Background
High sensitivity cardiac troponins (hs-cTn) are the gold standard biomarkers in diagnosing acute myocardial infarction (AMI). Chronic myocardial stress from atrial fibrillation (AF) or impaired renal function can lead to troponin elevation to challenges in diagnosis of AMI with classical troponin-based models.Explainable Boosting Machines (EBMs) are interpretable additive models that use gradient boosting to learn a distinct shape function for each feature, maintaining interpretability while capturing non-linear relationships.This study aimed to assess if explainable machine learning (ML) models may assist in better interpretation of the interaction of hs-cTn with comorbidities in patients with suspected AMI.
Methods
Data from a large multi-centric cohort that enrolled patients with suspected AMI were analyzed.The adjudicated AMI diagnosis according to the universal myocardial infarction definition was the outcome of interest. Patients were grouped according to the diagnosis of ongoing AF using 12-lead ECG or according to presence of impaired renal function defined as a glomerular filtration rate (GFR) <45mL/min/1.73m² at presentation. EBM models were trained separately for each subgroup using 80/20 stratified train-test splits. Shape functions were extracted from the trained EBM models to visualize the relationship between feature values and AMI risk. Each function shows how feature’s values affect AMI risk on the log-odds scale, and the final prediction is the sum of all feature contributions plus an intercept.
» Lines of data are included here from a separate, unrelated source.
//! MySQL MCP Server Library
//!
//! This library provides MCP (Model Context Protocol) tools for AI assistants
//! to inspect and query MySQL. Every statement passes a read-only SQL gate
//! (see [`validation`]) before it reaches the database.

pub mod config;
pub mod db;
pub mod error;
pub mod mcp;
pub mod models;
pub mod tools;
pub mod transport;
pub mod validation;

pub use config::Config;
pub use error::{DbError, DbResult};
pub use mcp::MySqlService;
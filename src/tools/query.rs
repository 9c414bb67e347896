//! Query execution tools.
//!
//! This module implements the `run_query` and `explain_query` MCP tools. Both
//! pass the caller's SQL through the combined validator before anything is
//! sent to MySQL; a rejection is logged and returned without touching the
//! connection.

use crate::db::{ConnectionRegistry, QueryExecutor};
use crate::error::{DbError, DbResult};
use crate::models::{MAX_ROW_LIMIT, QueryResult};
use crate::tools::format::{OutputFormat, format_as_markdown, format_as_table};
use crate::tools::{non_blank, truncate_for_log};
use crate::validation::{StatementKind, validate_combined};
use schemars::JsonSchema;
use serde::{Deserialize, Serialize};
use serde_json::Value as JsonValue;
use std::sync::Arc;
use tracing::{info, warn};

/// Maximum characters of rejected SQL echoed into the log.
const LOG_SQL_MAX_CHARS: usize = 200;

/// Input for the run_query tool.
#[derive(Debug, Clone, Deserialize, JsonSchema)]
pub struct RunQueryInput {
    /// A single read-only statement: SELECT, SHOW, DESCRIBE or EXPLAIN.
    pub sql: String,
    /// Default database for this statement only (runs `USE` first on the same connection).
    #[serde(default)]
    pub database: Option<String>,
    /// Maximum rows to return. Default: 1000, max: 10000
    #[serde(default)]
    pub max_rows: Option<u32>,
    /// Output format: "json" returns structured rows, "table" an ASCII table, "markdown" a markdown table
    #[serde(default)]
    pub format: OutputFormat,
}

/// Input for the explain_query tool.
#[derive(Debug, Clone, Deserialize, JsonSchema)]
pub struct ExplainQueryInput {
    /// The SELECT statement to explain (without the EXPLAIN keyword).
    pub sql: String,
    /// Default database for the statement.
    #[serde(default)]
    pub database: Option<String>,
    /// Output format: "json", "table" or "markdown"
    #[serde(default)]
    pub format: OutputFormat,
}

/// Output from run_query and explain_query.
#[derive(Debug, Clone, Serialize, JsonSchema)]
pub struct QueryOutput {
    /// Connection the statement ran on
    pub connection: String,
    /// Column names in order. Empty if format is table/markdown.
    #[serde(skip_serializing_if = "Vec::is_empty")]
    pub columns: Vec<String>,
    /// One array of values per row, in column order. Empty if format is table/markdown.
    #[serde(skip_serializing_if = "Vec::is_empty")]
    pub rows: Vec<Vec<JsonValue>>,
    /// Pre-formatted output when format is table or markdown
    #[serde(skip_serializing_if = "Option::is_none")]
    pub formatted: Option<String>,
    /// True if more rows were available than max_rows allowed
    pub truncated: bool,
    /// Number of rows returned
    pub row_count: usize,
    /// Query execution time in milliseconds
    pub execution_time_ms: u64,
    /// Warning message if any issues occurred
    #[serde(skip_serializing_if = "Option::is_none")]
    pub warning: Option<String>,
}

impl QueryOutput {
    /// Create output from a query result with the specified format.
    pub fn from_result(
        connection: String,
        result: QueryResult,
        format: OutputFormat,
        warning: Option<String>,
    ) -> Self {
        let row_count = result.row_count();
        let truncated = result.truncated;
        let execution_time_ms = result.execution_time_ms;

        let (columns, rows, formatted) = match format {
            OutputFormat::Json => (result.columns, result.rows, None),
            OutputFormat::Table => (
                Vec::new(),
                Vec::new(),
                Some(format_as_table(
                    &result.columns,
                    &result.rows,
                    truncated,
                    execution_time_ms,
                )),
            ),
            OutputFormat::Markdown => (
                Vec::new(),
                Vec::new(),
                Some(format_as_markdown(&result.columns, &result.rows, truncated)),
            ),
        };

        Self {
            connection,
            columns,
            rows,
            formatted,
            truncated,
            row_count,
            execution_time_ms,
            warning,
        }
    }
}

/// Run the combined validator, logging any rejection with a truncated SQL echo.
pub fn validate_logged(sql: &str) -> DbResult<StatementKind> {
    validate_combined(sql).inspect_err(|err| {
        warn!(
            reason = %err,
            sql = %truncate_for_log(sql, LOG_SQL_MAX_CHARS),
            "Rejected SQL"
        );
    })
}

/// Warning for a max_rows request above the cap.
fn limit_warning(requested: Option<u32>) -> Option<String> {
    requested.filter(|r| *r > MAX_ROW_LIMIT).map(|r| {
        format!(
            "Requested max_rows {} exceeds maximum allowed ({}). Results capped to {} rows.",
            r, MAX_ROW_LIMIT, MAX_ROW_LIMIT
        )
    })
}

/// Handler for query execution.
pub struct QueryToolHandler {
    registry: Arc<ConnectionRegistry>,
    executor: QueryExecutor,
}

impl QueryToolHandler {
    /// Create a new query tool handler.
    pub fn new(registry: Arc<ConnectionRegistry>, executor: QueryExecutor) -> Self {
        Self { registry, executor }
    }

    /// Handle the run_query tool call.
    pub async fn run_query(&self, input: RunQueryInput) -> DbResult<QueryOutput> {
        let kind = validate_logged(&input.sql)?;
        let database = non_blank(input.database);
        let (pool, connection) = self.registry.active().await?;

        let result = self
            .executor
            .run_query(&pool, &input.sql, database.as_deref(), input.max_rows)
            .await?;

        info!(
            connection = %connection,
            kind = %kind,
            row_count = result.row_count(),
            truncated = result.truncated,
            elapsed_ms = result.execution_time_ms,
            "Query executed"
        );

        Ok(QueryOutput::from_result(
            connection,
            result,
            input.format,
            limit_warning(input.max_rows),
        ))
    }

    /// Handle the explain_query tool call.
    ///
    /// Only query statements can be explained; `EXPLAIN ANALYZE` is never
    /// issued because it executes the statement.
    pub async fn explain_query(&self, input: ExplainQueryInput) -> DbResult<QueryOutput> {
        let kind = validate_logged(&input.sql)?;
        if !matches!(
            kind,
            StatementKind::Select | StatementKind::Union | StatementKind::ParenSelect
        ) {
            return Err(DbError::invalid_input(format!(
                "explain_query expects a SELECT statement, got {}",
                kind
            )));
        }

        let database = non_blank(input.database);
        let (pool, connection) = self.registry.active().await?;
        let sql = format!("EXPLAIN {}", input.sql.trim());

        let result = self
            .executor
            .run_query(&pool, &sql, database.as_deref(), None)
            .await?;

        info!(
            connection = %connection,
            row_count = result.row_count(),
            "Query explained"
        );

        Ok(QueryOutput::from_result(
            connection,
            result,
            input.format,
            None,
        ))
    }
}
This additive structure enables direct interpretation of how individual features contribute to AMI risk, allowing direct visualization of clinically relevant thresholds and non-linear relationships.
Results
We included 1818 patients with a median age of 61.4 (standard deviation, SD 13.5) years and 1208 (66.4%) were males. AF was present in 314 (17.2%) patients and mean glomerular filtration rate (GFR) was 79.0 (SD 21.4). A total of 413 (22.7%) patients had acute AMI event. In patients with AF, increased hs-cTn at presentation contributed more strongly to the prediction of AMI in patients with ongoing AF compared with those without AF (Figure 1A), whereas peak hs-cTn values had a more consistent impact suggesting a less discriminative effect in AF patients (Figure 1B). Notably, the threshold of baseline hs-cTn for predicting AMI was higher in AF-patients. Dynamic hs-cTn changes within 3h after presentation contributed more strongly to the AMI prediction in AF patients than non-AF ones (Figure 1C). In patients with impaired renal function, hs-cTn at presentation predicted acute AMI strongly only at high thresholds (Figure 2A). In contrast, peak hs-cTn showed higher predictive capacity in patients with impaired renal function (Figure 2B), while dynamic hs-cTn changes had a consistent effect (Figure 2C).
Conclusions
In patients with suspected AMI applying an explainable ML model can facilitate the understanding of the interactions and diagnostic capacity of hs-cTn in patients with AF or impaired renal function. At a higher threshold, baseline hs-cTn values had better predictive capacity for AMI in patients with AF and impaired renal function.